Dove of Peace

Beginner's Guide to Peace - Losing the Way

“Either you’re going to go along with your mind and the truth, or you’re going to yield to fear and custom and conditioned reflexes.” - Buckminister Fuller

Cultural Maps

Culture is the collection of beliefs, traditions and technologies that enable a group of people to survive in a particular environment. Each culture is the distillation of thousands, if not millions, of life experiences. When functioning properly culture can, among other things, provide a useful road map through life, offering guidance and direction. The accumulated knowledge of generations can be vital in suggesting appropriate behaviors, through customs and conventions, to guide people through the stages and situations they are most likely to encounter.

Hercules And The Muse

In addition to customs, a healthy culture also provides a diverse set of roles and responsibilities for people of various skills, talents and temperaments. As well as the typical roles of farmer, builder and healer, culture can provide important parts for the more mercurial or off-beat characters in society. In cultures under stress roles such as court jester, satirist and comedian can serve as critical pressure valves for social tensions and fulfil a role far more vital than that of any would-be ruler.

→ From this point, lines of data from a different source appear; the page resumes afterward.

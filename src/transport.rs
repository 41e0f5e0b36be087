use anyhow::{Context, Result};
use async_trait::async_trait;
use teloxide::payloads::SendMessageSetters;
use teloxide::requests::Requester;
use teloxide::types::{ChatId, LinkPreviewOptions};
use teloxide::Bot;

use crate::formatter::FormattedMessage;

/// Outbound delivery seam. Implementations map to a messenger transport.
#[async_trait]
pub trait Transport: Send + Sync {
    /// Delivers one formatted message to the given chat.
    async fn send(&self, chat_id: i64, message: &FormattedMessage) -> Result<()>;
}

/// Teloxide-backed [`Transport`] talking to the Telegram Bot API.
pub struct TelegramSender {
    bot: Bot,
}

impl TelegramSender {
    pub fn new(token: &str) -> Self {
        Self {
            bot: Bot::new(token),
        }
    }
}

#[async_trait]
impl Transport for TelegramSender {
    async fn send(&self, chat_id: i64, message: &FormattedMessage) -> Result<()> {
        let mut request = self
            .bot
            .send_message(ChatId(chat_id), message.body.as_str())
            .parse_mode(message.options.parse_mode);
        if message.options.disable_link_preview {
            request = request.link_preview_options(LinkPreviewOptions {
                is_disabled: true,
                url: None,
                prefer_small_media: false,
                prefer_large_media: false,
                show_above_text: false,
            });
        }
        request
            .await
            .with_context(|| format!("Failed to send message to chat {chat_id}"))?;
        Ok(())
    }
}
//! Recall calibration against the brute-force oracle: N = 10,000
//! uniform vectors in R^8 under cosine, default-ish connectivity,
//! top-10 recall >= 0.95 averaged over 1,000 queries.

use hnsw_core::{Index, IndexOptions, MetricKind};
use rand::rngs::StdRng;
use rand::{Rng, SeedableRng};
use std::collections::HashSet;

const DIM: usize = 8;
const N: usize = 10_000;
const QUERIES: usize = 1_000;
const K: usize = 10;

fn random_vector(rng: &mut StdRng) -> Vec<f32> {
    (0..DIM).map(|_| rng.gen_range(-1.0..1.0)).collect()
}

#[test]
#[ignore = "slow calibration run (10k inserts, 1k queries); run explicitly with --ignored"]
fn top_10_recall_against_brute_force_meets_threshold() {
    let index = Index::open(
        IndexOptions::new(DIM, MetricKind::Cosine)
            .connectivity(16, 32)
            .expansion_add(128)
            .expansion_search(64),
    )
    .unwrap();

    let mut rng = StdRng::seed_from_u64(1);
    for key in 0..N as u64 {
        let v = random_vector(&mut rng);
        index.add(0, key, &v).unwrap();
    }

    let mut hits = 0usize;
    let mut total = 0usize;
    for _ in 0..QUERIES {
        let query = random_vector(&mut rng);
        let approx = index.search(0, &query, K, None, None).unwrap();
        let exact = index.search_exact(&query, K, None).unwrap();
        let exact_keys: HashSet<u64> = exact.iter().map(|(k, _)| *k).collect();
        hits += approx.iter().filter(|(k, _)| exact_keys.contains(k)).count();
        total += exact.len();
    }

    let recall = hits as f64 / total as f64;
    assert!(recall >= 0.95, "top-10 recall {recall:.4} below 0.95 threshold");
}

Additionally, as cultures evolve to create and embrace any number of artistic, musical, literary or theatrical traditions, they are able to incorporate an even greater spectrum of personalities. When done well, the artful expressions of the Muses are capable of moving society’s members above mere survival mode to emotional and perhaps even spiritual heights.

Liberty Under Attack

Liberty

Cultures that embrace liberty are particularly flexible in integrating a diverse array of personalities and perspectives. Sometimes, though, these cultures come under attack with calls to restrict liberty in the name of questionable goals. Sometimes these attacks come from within, as misguided moralists attempt to harness the power of government to criminalize peaceful behaviors that they personally oppose. Other times the attacks come from outside, as thousands or even millions of emigres push into a society to escape despotic government regimes and the repercussions of military interventions by foreign powers.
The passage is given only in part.